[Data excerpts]
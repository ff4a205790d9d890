//! Call Lifecycle Service
//!
//! The single write path for call status. Runs the state machine, persists
//! the result with a version compare-and-set, and only when that write wins
//! applies the counter delta and the completion check.

use chrono::{DateTime, Utc};
use std::sync::Arc;
use uuid::Uuid;

use callwave::{
    BatchRepository, Call, CallInput, CallRepository, CallStateMachine, DomainError, Transition,
    TransitionEffects,
};

use super::BatchTracker;

/// Version conflicts tolerated before giving up on one input
const MAX_WRITE_ATTEMPTS: usize = 5;

#[derive(Debug, Clone)]
pub enum LifecycleOutcome {
    /// The input changed the stored call
    Applied {
        call: Call,
        effects: TransitionEffects,
    },
    /// Duplicate, stale or illegal input; nothing was written
    Skipped { call: Call, reason: String },
}

impl LifecycleOutcome {
    pub fn call(&self) -> &Call {
        match self {
            LifecycleOutcome::Applied { call, .. } | LifecycleOutcome::Skipped { call, .. } => call,
        }
    }

    pub fn is_applied(&self) -> bool {
        matches!(self, LifecycleOutcome::Applied { .. })
    }
}

pub struct CallLifecycle<C: CallRepository, B: BatchRepository> {
    calls: Arc<C>,
    tracker: BatchTracker<C, B>,
    machine: CallStateMachine,
}

impl<C: CallRepository, B: BatchRepository> Clone for CallLifecycle<C, B> {
    fn clone(&self) -> Self {
        Self {
            calls: self.calls.clone(),
            tracker: self.tracker.clone(),
            machine: self.machine,
        }
    }
}

impl<C: CallRepository, B: BatchRepository> CallLifecycle<C, B> {
    pub fn new(calls: Arc<C>, tracker: BatchTracker<C, B>) -> Self {
        Self {
            calls,
            tracker,
            machine: CallStateMachine::new(),
        }
    }

    pub fn tracker(&self) -> &BatchTracker<C, B> {
        &self.tracker
    }

    /// Apply `input` to the stored call `call_id`
    pub async fn apply(
        &self,
        call_id: Uuid,
        input: CallInput,
    ) -> Result<LifecycleOutcome, DomainError> {
        let call = self.load(call_id).await?;
        self.apply_loaded(call, input, Utc::now()).await
    }

    /// Apply `input` starting from an already loaded call
    ///
    /// A stale `call` only costs one extra round trip: the compare-and-set
    /// fails and the call is re-read.
    pub async fn apply_loaded(
        &self,
        mut call: Call,
        input: CallInput,
        now: DateTime<Utc>,
    ) -> Result<LifecycleOutcome, DomainError> {
        for _ in 0..MAX_WRITE_ATTEMPTS {
            let transition = match self.machine.apply(&call, &input, now) {
                Ok(transition) => transition,
                Err(e @ DomainError::IllegalTransition { .. }) => {
                    tracing::debug!("Call {}: {} ({})", call.id, e, input.label());
                    return Ok(LifecycleOutcome::Skipped {
                        call,
                        reason: e.to_string(),
                    });
                }
                Err(e) => return Err(e),
            };

            let applied = match transition {
                Transition::Applied(applied) => applied,
                Transition::AlreadyTerminal { status } => {
                    return Ok(LifecycleOutcome::Skipped {
                        call,
                        reason: format!("already terminal ({status})"),
                    });
                }
                Transition::Ignored { reason, .. } => {
                    return Ok(LifecycleOutcome::Skipped { call, reason });
                }
            };

            if !self.calls.update_if_version(&applied.call).await? {
                tracing::debug!("Call {} changed concurrently, retrying", call.id);
                call = self.load(call.id).await?;
                continue;
            }

            let mut stored = applied.call;
            stored.version += 1;
            let effects = applied.effects;

            if effects.previous_status != effects.new_status {
                tracing::info!(
                    "📞 Call {}: {} → {}",
                    stored.id,
                    effects.previous_status,
                    effects.new_status
                );
            }

            // A lost increment is repaired by the reconcile on completion
            if let Err(e) = self
                .tracker
                .apply_counter_delta(stored.batch_id, effects.counter_delta)
                .await
            {
                tracing::warn!(
                    "⚠️  Failed to update counters of batch {}: {}",
                    stored.batch_id,
                    e
                );
            }

            if effects.requires_batch_completion_check {
                self.tracker.check_completion(stored.batch_id).await?;
            }

            return Ok(LifecycleOutcome::Applied {
                call: stored,
                effects,
            });
        }

        Err(DomainError::Conflict(format!(
            "Call {} kept changing, gave up after {} attempts",
            call.id, MAX_WRITE_ATTEMPTS
        )))
    }

    async fn load(&self, call_id: Uuid) -> Result<Call, DomainError> {
        self.calls
            .find_by_id(call_id)
            .await?
            .ok_or_else(|| DomainError::not_found("Call", call_id))
    }
}

#[cfg(test)]
mod tests {
    use super::*;
    use crate::adapters::memory::MemoryStore;
    use callwave::{CallDetails, CallStatus};

    fn lifecycle(store: &Arc<MemoryStore>) -> CallLifecycle<MemoryStore, MemoryStore> {
        CallLifecycle::new(
            store.clone(),
            BatchTracker::new(store.clone(), store.clone()),
        )
    }

    fn completed(transcript: &str) -> CallInput {
        CallInput::Completed(CallDetails {
            transcript: Some(transcript.to_string()),
            ..CallDetails::default()
        })
    }

    #[tokio::test]
    async fn test_duplicate_completion_counts_once() {
        let store = Arc::new(MemoryStore::new());
        let (batch, calls) = store.seed_batch(&["+1001", "+1002"]).await;
        let lifecycle = lifecycle(&store);

        let first = lifecycle.apply(calls[0].id, completed("hello")).await.unwrap();
        let second = lifecycle.apply(calls[0].id, completed("hello")).await.unwrap();

        assert!(first.is_applied());
        assert!(!second.is_applied());
        assert_eq!(store.batch(batch.id).successful_calls, 1);
        assert_eq!(
            store.call(calls[0].id).final_transcript.as_deref(),
            Some("hello")
        );
    }

    #[tokio::test]
    async fn test_terminal_status_does_not_regress() {
        let store = Arc::new(MemoryStore::new());
        let (batch, calls) = store.seed_batch(&["+1001", "+1002"]).await;
        let lifecycle = lifecycle(&store);

        lifecycle
            .apply(
                calls[0].id,
                CallInput::Canceled {
                    reason: "Stopped by user".to_string(),
                },
            )
            .await
            .unwrap();

        for input in [
            CallInput::Ringing,
            CallInput::Active {
                external_call_id: None,
            },
            completed("late"),
        ] {
            let outcome = lifecycle.apply(calls[0].id, input).await.unwrap();
            assert!(!outcome.is_applied());
            assert_eq!(outcome.call().status, CallStatus::Canceled);
        }

        let stored = store.batch(batch.id);
        assert_eq!((stored.successful_calls, stored.failed_calls), (0, 1));
    }

    #[tokio::test]
    async fn test_stale_read_retries_against_fresh_state() {
        let store = Arc::new(MemoryStore::new());
        let (batch, calls) = store.seed_batch(&["+1001"]).await;
        let lifecycle = lifecycle(&store);
        let stale = store.call(calls[0].id);

        lifecycle
            .apply(calls[0].id, CallInput::Failed {
                error: "busy".to_string(),
                details: CallDetails::default(),
            })
            .await
            .unwrap();

        // Old snapshot still says queued; the CAS must fail and re-read
        let outcome = lifecycle
            .apply_loaded(stale, completed("hi"), Utc::now())
            .await
            .unwrap();

        assert!(!outcome.is_applied());
        assert_eq!(outcome.call().status, CallStatus::Failed);
        let stored = store.batch(batch.id);
        assert_eq!((stored.successful_calls, stored.failed_calls), (0, 1));
        assert!(stored.is_completed());
    }

    #[tokio::test]
    async fn test_concurrent_terminal_inputs_single_winner() {
        let store = Arc::new(MemoryStore::new());
        let (batch, calls) = store.seed_batch(&["+1001"]).await;
        let lifecycle = lifecycle(&store);
        let snapshot = store.call(calls[0].id);

        let (a, b) = tokio::join!(
            lifecycle.apply_loaded(snapshot.clone(), completed("hello"), Utc::now()),
            lifecycle.apply_loaded(
                snapshot,
                CallInput::Canceled {
                    reason: "Stopped by user".to_string()
                },
                Utc::now()
            )
        );

        let applied = [a.unwrap(), b.unwrap()]
            .iter()
            .filter(|o| o.is_applied())
            .count();
        assert_eq!(applied, 1);
        assert_eq!(store.batch(batch.id).resolved_calls(), 1);
    }

    #[tokio::test]
    async fn test_unknown_call_is_not_found() {
        let store = Arc::new(MemoryStore::new());
        let result = lifecycle(&store).apply(Uuid::new_v4(), CallInput::Ringing).await;
        assert!(matches!(result, Err(DomainError::NotFound { .. })));
    }
}
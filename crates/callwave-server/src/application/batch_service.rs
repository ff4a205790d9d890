//! Batch Application Service
//!
//! Creation and read access for batches and their calls.

use chrono::Duration;
use std::collections::HashSet;
use std::sync::Arc;
use uuid::Uuid;

use callwave::{Batch, BatchRepository, Call, CallRepository, DomainError, NewCall};

pub struct BatchService<C: CallRepository, B: BatchRepository> {
    calls: Arc<C>,
    batches: Arc<B>,
}

impl<C: CallRepository, B: BatchRepository> BatchService<C, B> {
    pub fn new(calls: Arc<C>, batches: Arc<B>) -> Self {
        Self { calls, batches }
    }

    /// Create a batch with one queued call per entry
    pub async fn create(
        &self,
        name: String,
        message: Option<String>,
        entries: Vec<NewCall>,
    ) -> Result<(Batch, Vec<Call>), DomainError> {
        let name = name.trim().to_string();
        if name.is_empty() {
            return Err(DomainError::Validation("Batch name is required".to_string()));
        }
        if entries.is_empty() {
            return Err(DomainError::Validation(
                "A batch needs at least one call".to_string(),
            ));
        }

        let mut seen = HashSet::new();
        let mut normalized = Vec::with_capacity(entries.len());
        for entry in entries {
            let phone_number = entry.phone_number.trim().to_string();
            if phone_number.is_empty() {
                return Err(DomainError::Validation(
                    "Phone number must not be empty".to_string(),
                ));
            }
            if !seen.insert(phone_number.clone()) {
                return Err(DomainError::Validation(format!(
                    "Duplicate phone number in batch: {phone_number}"
                )));
            }
            normalized.push(NewCall {
                phone_number,
                reg_no: entry.reg_no.filter(|r| !r.trim().is_empty()),
                message: entry.message.filter(|m| !m.trim().is_empty()),
            });
        }

        let batch = Batch::new(name, message, normalized.len() as i32);
        // Distinct creation times keep dispatch in submission order
        let calls: Vec<Call> = normalized
            .into_iter()
            .enumerate()
            .map(|(i, entry)| {
                let mut call = Call::new(batch.id, entry);
                call.created_at = batch.created_at + Duration::microseconds(i as i64);
                call
            })
            .collect();

        let saved = self.batches.create(&batch, &calls).await?;

        tracing::info!(
            "📋 Created batch: {} ({}) with {} calls",
            saved.name,
            saved.id,
            calls.len()
        );

        Ok((saved, calls))
    }

    pub async fn list(&self) -> Result<Vec<Batch>, DomainError> {
        self.batches.find_all().await
    }

    /// Batch with its calls
    pub async fn get(&self, id: Uuid) -> Result<Option<(Batch, Vec<Call>)>, DomainError> {
        let batch = match self.batches.find_by_id(id).await? {
            Some(b) => b,
            None => return Ok(None),
        };
        let calls = self.calls.find_by_batch(id).await?;
        Ok(Some((batch, calls)))
    }

    pub async fn get_call(&self, id: Uuid) -> Result<Option<Call>, DomainError> {
        self.calls.find_by_id(id).await
    }
}
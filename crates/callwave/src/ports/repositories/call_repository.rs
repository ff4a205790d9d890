//! Call Repository Port
//!
//! Abstract interface for Call persistence operations.

use async_trait::async_trait;
use chrono::{DateTime, Utc};
use uuid::Uuid;

use crate::domain::{errors::DomainError, Call, CallStatus};

/// Repository interface for Call entities
///
/// Calls are created together with their batch (see `BatchRepository::create`).
#[async_trait]
pub trait CallRepository: Send + Sync {
    /// Find a call by internal ID
    async fn find_by_id(&self, id: Uuid) -> Result<Option<Call>, DomainError>;

    /// Find a call by the provider-assigned ID
    async fn find_by_external_id(&self, external_call_id: &str)
        -> Result<Option<Call>, DomainError>;

    /// Most recently created non-terminal call carrying this registration number
    async fn find_latest_open_by_reg_no(&self, reg_no: &str) -> Result<Option<Call>, DomainError>;

    /// All calls of a batch, oldest first
    async fn find_by_batch(&self, batch_id: Uuid) -> Result<Vec<Call>, DomainError>;

    /// Calls of a batch in any of `statuses`, oldest first
    async fn find_by_batch_and_status(
        &self,
        batch_id: Uuid,
        statuses: &[CallStatus],
    ) -> Result<Vec<Call>, DomainError>;

    /// Calls in any of `statuses` whose `started_at` (or `created_at` when not
    /// started) is earlier than `older_than`, optionally limited to one batch
    async fn find_stale(
        &self,
        batch_id: Option<Uuid>,
        statuses: &[CallStatus],
        older_than: DateTime<Utc>,
    ) -> Result<Vec<Call>, DomainError>;

    /// Compare-and-set write
    ///
    /// Persists every mutable field of `call` only if the stored version still
    /// equals `call.version`, bumping it by one. Returns `false` when another
    /// writer got there first.
    async fn update_if_version(&self, call: &Call) -> Result<bool, DomainError>;
}
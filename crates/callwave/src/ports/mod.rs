//! Ports (Interfaces)
//!
//! Abstract interfaces that define how the domain layer
//! interacts with external systems (the call record store and the voice provider).
//!
//! Implementations of these traits live in the infrastructure layer.

pub mod repositories;
pub mod services;

// Re-exports
pub use repositories::*;
pub use services::*;
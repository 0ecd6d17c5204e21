// src/core/mod.rs
//! Configuration and the HTTP client for the job board API

pub mod config_manager;
pub mod service_client;

pub use config_manager::ConfigManager;
pub use service_client::ServiceClient;
// src/jobs/selection.rs
//! Selection state of a rendered list and ordered persistence of the selection

use super::remote::JobStore;
use super::types::JobRecord;
use std::collections::HashMap;
use std::fmt;
use tracing::{debug, error};
use uuid::Uuid;

/// Stable key tying a selection control to the record it stands for.
#[derive(Debug, Clone, Copy, PartialEq, Eq, Hash)]
pub struct SelectionKey(Uuid);

impl SelectionKey {
    pub fn new() -> Self {
        Self(Uuid::new_v4())
    }
}

impl Default for SelectionKey {
    fn default() -> Self {
        Self::new()
    }
}

impl fmt::Display for SelectionKey {
    fn fmt(&self, f: &mut fmt::Formatter<'_>) -> fmt::Result {
        self.0.fmt(f)
    }
}

#[derive(Debug, Clone, PartialEq, Eq)]
pub struct SelectionControl {
    pub key: SelectionKey,
    pub checked: bool,
}

#[derive(Debug, thiserror::Error)]
pub enum SelectionError {
    #[error("selection control {0} has no job record attached")]
    UnknownKey(SelectionKey),
    #[error("item {index} out of range, list has {len} items")]
    OutOfRange { index: usize, len: usize },
    #[error("item {0} has no selection control")]
    NotSelectable(usize),
    #[error("no job list is rendered")]
    NoList,
}

/// Records behind the selection controls of one rendered list.
#[derive(Debug, Clone, Default)]
pub struct SelectionState {
    records: HashMap<SelectionKey, JobRecord>,
}

impl SelectionState {
    /// Attach a record and hand back the control that refers to it.
    pub fn attach(&mut self, job: &JobRecord) -> SelectionControl {
        let key = SelectionKey::new();
        self.records.insert(key, job.clone());
        SelectionControl {
            key,
            checked: false,
        }
    }

    pub fn resolve(&self, key: &SelectionKey) -> Result<&JobRecord, SelectionError> {
        self.records.get(key).ok_or(SelectionError::UnknownKey(*key))
    }

    /// Rebuild the records of checked controls, in control order.
    pub fn collect<'a, I>(&self, controls: I) -> Result<Vec<JobRecord>, SelectionError>
    where
        I: IntoIterator<Item = &'a SelectionControl>,
    {
        controls
            .into_iter()
            .filter(|control| control.checked)
            .map(|control| self.resolve(&control.key).cloned())
            .collect()
    }

    pub fn len(&self) -> usize {
        self.records.len()
    }

    pub fn is_empty(&self) -> bool {
        self.records.is_empty()
    }
}

/// Result of persisting a selection.
#[derive(Debug, Clone, Copy, PartialEq, Eq)]
pub enum SaveOutcome {
    Saved(usize),
    Failed { saved: usize },
}

/// Persist jobs one at a time in the given order, awaiting each before the next.
/// Stops at the first failure; later jobs are never sent.
pub async fn persist_in_order(store: &dyn JobStore, jobs: &[JobRecord]) -> SaveOutcome {
    for (saved, job) in jobs.iter().enumerate() {
        if let Err(e) = store.add_job(job).await {
            error!("Error saving jobs: {:#}", e);
            return SaveOutcome::Failed { saved };
        }
        debug!("Saved job {} of {}: {}", saved + 1, jobs.len(), job.title());
    }
    SaveOutcome::Saved(jobs.len())
}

▶ Problem requirements
Every line above in which the word "HashSet" occurs needs to be copied.

▶ Task answer
use std::collections::HashSet;
        let mut seen = HashSet::new();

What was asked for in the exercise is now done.